I wonder if that's a reflection of severity - that for the more severe end of the scale symptoms are so bad and function is so reduced there isn't a lot of room for fluctuation? I am classed as severe by a specialist, although it sounds as though I am less severe than you, & I recognize the fluctuations described. They are far less obvious or smaller in range than when I was first ill & categorized as moderate. I think severity and PEM are two tightly entwined issues. It's very hard to tell where one ends and the other begins. Or is it all PEM? What percentage of Ramsey's patients were very severe, severe, moderate and so on? I'm not denigrating his work in any way but very severe patients often don't get much by way of treatment & that wasn't much different back then. Are the very severe under represented not just in terms of the illness burden they experience but in terms of numbers too?

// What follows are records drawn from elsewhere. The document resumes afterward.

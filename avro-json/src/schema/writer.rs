//! JSON schema writer (§4.3): full form and Parsing Canonical Form, with
//! named-schema reuse/conflict detection shared by both.

use hashbrown::HashMap;
use serde_json::{json, Value};

use super::canonical_form;
use super::{LogicalType, Name, RegularType, Schema, SchemaKey};

/// Errors raised while serializing a [`Schema`] to JSON (family 2b: writer).
#[derive(Debug, thiserror::Error)]
pub enum WriteSchemaError {
	#[error("cannot write schema: {message}")]
	UnsupportedSchema { message: String },
	#[error("conflicting definition for name `{name}`: a different schema with this name was already written")]
	ConflictingName { name: String },
}

impl WriteSchemaError {
	fn conflicting_name(name: &Name) -> Self {
		Self::ConflictingName {
			name: name.fully_qualified_name().to_owned(),
		}
	}
}

/// Tracks which named schemas have already been emitted in this writing
/// session, so later occurrences write only the bare name (§4.3
/// "Named-schema reuse").
#[derive(Debug, Default)]
pub struct NamesWritten {
	entries: HashMap<String, SchemaKey>,
}

pub(crate) enum NameStatus {
	FirstWrite,
	AlreadyWritten,
}

impl NamesWritten {
	pub fn new() -> Self {
		Self::default()
	}

	pub(crate) fn check(
		&mut self,
		name: &Name,
		schema: &Schema,
		key: SchemaKey,
	) -> Result<NameStatus, WriteSchemaError> {
		match self.entries.get(name.fully_qualified_name()) {
			Some(&existing) if existing == key || schema.equivalent(existing, schema, key) => {
				Ok(NameStatus::AlreadyWritten)
			}
			Some(_) => Err(WriteSchemaError::conflicting_name(name)),
			None => {
				self.entries.insert(name.fully_qualified_name().to_owned(), key);
				Ok(NameStatus::FirstWrite)
			}
		}
	}
}

/// Write `schema`'s `root` node as full-form JSON text, with a fresh
/// [`NamesWritten`] cache.
pub fn write(schema: &Schema, root: SchemaKey) -> Result<String, WriteSchemaError> {
	write_string(schema, root, &mut NamesWritten::new())
}

/// Write `schema`'s `root` node as full-form JSON text, reusing `names`
/// across multiple calls so schemas sharing named types across documents
/// still detect conflicts.
pub fn write_string(schema: &Schema, root: SchemaKey, names: &mut NamesWritten) -> Result<String, WriteSchemaError> {
	tracing::debug!(root_kind = schema[root].type_.type_token(), "writing schema");
	let value = node_to_value(schema, root, names)?;
	Ok(serde_json::to_string(&value).expect("serde_json::Value always serializes"))
}

/// Write `schema`'s `root` node in Parsing Canonical Form (§4.3, §6).
pub fn write_canonical(schema: &Schema, root: SchemaKey) -> Result<String, WriteSchemaError> {
	write_canonical_with_names(schema, root, &mut NamesWritten::new())
}

pub fn write_canonical_with_names(
	schema: &Schema,
	root: SchemaKey,
	names: &mut NamesWritten,
) -> Result<String, WriteSchemaError> {
	canonical_form::write_canonical(schema, root, names)
}

/// The 64-bit Rabin fingerprint of `schema`'s canonical form (the
/// "CRC-64-AVRO" algorithm from the Avro specification), used across the
/// ecosystem to identify a schema by hash.
pub fn canonical_form_rabin_fingerprint(schema: &Schema, root: SchemaKey) -> Result<i64, WriteSchemaError> {
	let canonical = write_canonical(schema, root)?;
	Ok(rabin_fingerprint(canonical.as_bytes()))
}

const EMPTY: i64 = -4513414715797952619; // 0xc15d213aa4d7a795

fn fingerprint_table() -> &'static [i64; 256] {
	static TABLE: std::sync::OnceLock<[i64; 256]> = std::sync::OnceLock::new();
	TABLE.get_or_init(|| {
		let mut table = [0i64; 256];
		for (i, slot) in table.iter_mut().enumerate() {
			let mut fp = i as i64;
			for _ in 0..8 {
				fp = if fp & 1 != 0 { (fp >> 1) ^ EMPTY } else { fp >> 1 };
			}
			*slot = fp;
		}
		table
	})
}

fn rabin_fingerprint(buf: &[u8]) -> i64 {
	let table = fingerprint_table();
	let mut fp = EMPTY;
	for &b in buf {
		fp = (fp >> 8) ^ table[((fp ^ i64::from(b)) & 0xff) as usize];
	}
	fp
}

fn logical_type_fields(logical_type: &LogicalType) -> Vec<(&'static str, Value)> {
	let mut fields = vec![("logicalType", Value::String(logical_type.name().to_owned()))];
	if let LogicalType::Decimal { precision, scale } = logical_type {
		fields.push(("precision", json!(precision)));
		fields.push(("scale", json!(scale)));
	}
	fields
}

fn named_attrs(map: &mut serde_json::Map<String, Value>, name: &Name, aliases: &[String], doc: Option<&str>) {
	map.insert("name".to_owned(), Value::String(name.name().to_owned()));
	if let Some(ns) = name.namespace() {
		map.insert("namespace".to_owned(), Value::String(ns.to_owned()));
	}
	if !aliases.is_empty() {
		map.insert(
			"aliases".to_owned(),
			Value::Array(aliases.iter().cloned().map(Value::String).collect()),
		);
	}
	if let Some(doc) = doc {
		map.insert("doc".to_owned(), Value::String(doc.to_owned()));
	}
}

fn node_to_value(schema: &Schema, key: SchemaKey, names: &mut NamesWritten) -> Result<Value, WriteSchemaError> {
	let node = &schema[key];
	if let Some(name) = node.type_.as_named() {
		if let NameStatus::AlreadyWritten = names.check(name, schema, key)? {
			return Ok(Value::String(name.fully_qualified_name().to_owned()));
		}
	}
	let value = match &node.type_ {
		RegularType::Null
		| RegularType::Boolean
		| RegularType::Int
		| RegularType::Long
		| RegularType::Float
		| RegularType::Double
		| RegularType::Bytes
		| RegularType::String => match &node.logical_type {
			None => Value::String(node.type_.type_token().to_owned()),
			Some(lt) => {
				let mut map = serde_json::Map::new();
				map.insert("type".to_owned(), Value::String(node.type_.type_token().to_owned()));
				for (k, v) in logical_type_fields(lt) {
					map.insert(k.to_owned(), v);
				}
				Value::Object(map)
			}
		},
		RegularType::Array(a) => {
			json!({"type": "array", "items": node_to_value(schema, a.items, names)?})
		}
		RegularType::Map(m) => {
			json!({"type": "map", "values": node_to_value(schema, m.values, names)?})
		}
		RegularType::Union(u) => Value::Array(
			u.variants
				.iter()
				.map(|&v| node_to_value(schema, v, names))
				.collect::<Result<_, _>>()?,
		),
		RegularType::Enum(e) => {
			let mut map = serde_json::Map::new();
			map.insert("type".to_owned(), Value::String("enum".to_owned()));
			named_attrs(&mut map, &e.name, &e.aliases, e.doc.as_deref());
			map.insert(
				"symbols".to_owned(),
				Value::Array(e.symbols.iter().cloned().map(Value::String).collect()),
			);
			Value::Object(map)
		}
		RegularType::Fixed(f) => {
			let mut map = serde_json::Map::new();
			map.insert("type".to_owned(), Value::String("fixed".to_owned()));
			named_attrs(&mut map, &f.name, &f.aliases, None);
			map.insert("size".to_owned(), json!(f.size));
			if let Some(lt) = &node.logical_type {
				for (k, v) in logical_type_fields(lt) {
					map.insert(k.to_owned(), v);
				}
			}
			Value::Object(map)
		}
		RegularType::Record(r) => {
			let mut map = serde_json::Map::new();
			map.insert("type".to_owned(), Value::String("record".to_owned()));
			named_attrs(&mut map, &r.name, &r.aliases, r.doc.as_deref());
			let fields = r
				.fields
				.iter()
				.map(|field| {
					let mut fmap = serde_json::Map::new();
					fmap.insert("name".to_owned(), Value::String(field.name.clone()));
					fmap.insert("type".to_owned(), node_to_value(schema, field.type_, names)?);
					if let Some(doc) = &field.doc {
						fmap.insert("doc".to_owned(), Value::String(doc.clone()));
					}
					if let Some(default) = &field.default {
						fmap.insert("default".to_owned(), default.raw().clone());
					}
					Ok(Value::Object(fmap))
				})
				.collect::<Result<_, WriteSchemaError>>()?;
			map.insert("fields".to_owned(), Value::Array(fields));
			Value::Object(map)
		}
	};
	Ok(value)
}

I think the point is that there's no single experience of ME, though there are shared patterns, and each person or group of people has unique or distinguishing symptoms which may suggest subgroups. Take long-haul COVID-19 patients. Some of these patients clearly describe PEM but they also clearly describe symptoms tied to having had a respiratory disease too, which some ME patients will also have but others won't. Someone who got sick after a herpes virus may describe other complications (e.g., shingles) that are unique to their trigger. But there are still patterns. Rapid muscle fatiguability may or may not be the same as PEM, but the other things (delayed worsening, flu-like symptoms, prolonged recovery) are shared between a good chunk of patients. That pattern of getting a bit better, trying to do stuff, getting worse again is shared by a lot of us. I think it can both be true that we have different manifestations of the illness and that we have the same illness, at the same time. That's why comprehensive lists of symptoms tend to be so long--because they cover very different presentations. At its core, though, I think there are some symptoms that are more common (perhaps almost universal) than others. So it can be true that the outbreaks were ME but that they also reflect different subgroups based on their different triggers.
That's why I said either end of the spectrum can be different. The very severe are so limited they can't change much and the very mild can stay within limits. Having said that, the variation he meant was not so much in severity, though that comes into it. Quite a few severe people find that they are slightly better or worse at different times of the year or different climates for instance and feeling worse in a bright light or if the bedroom door is left open and noise leaks in is common even among the bedridden. However the most striking variation in ME which works against it being taken seriously is that the symptoms can change so much. I have had a headache in the morning, been unable to move my legs in the afternoon and unable to see at night. This is often taken as a sign they are all hysterical symptoms but if someone was playing at being an invalid it would be easier to choose one! My own suspicion is that different parts of the body use up too much ATP at times but who knows.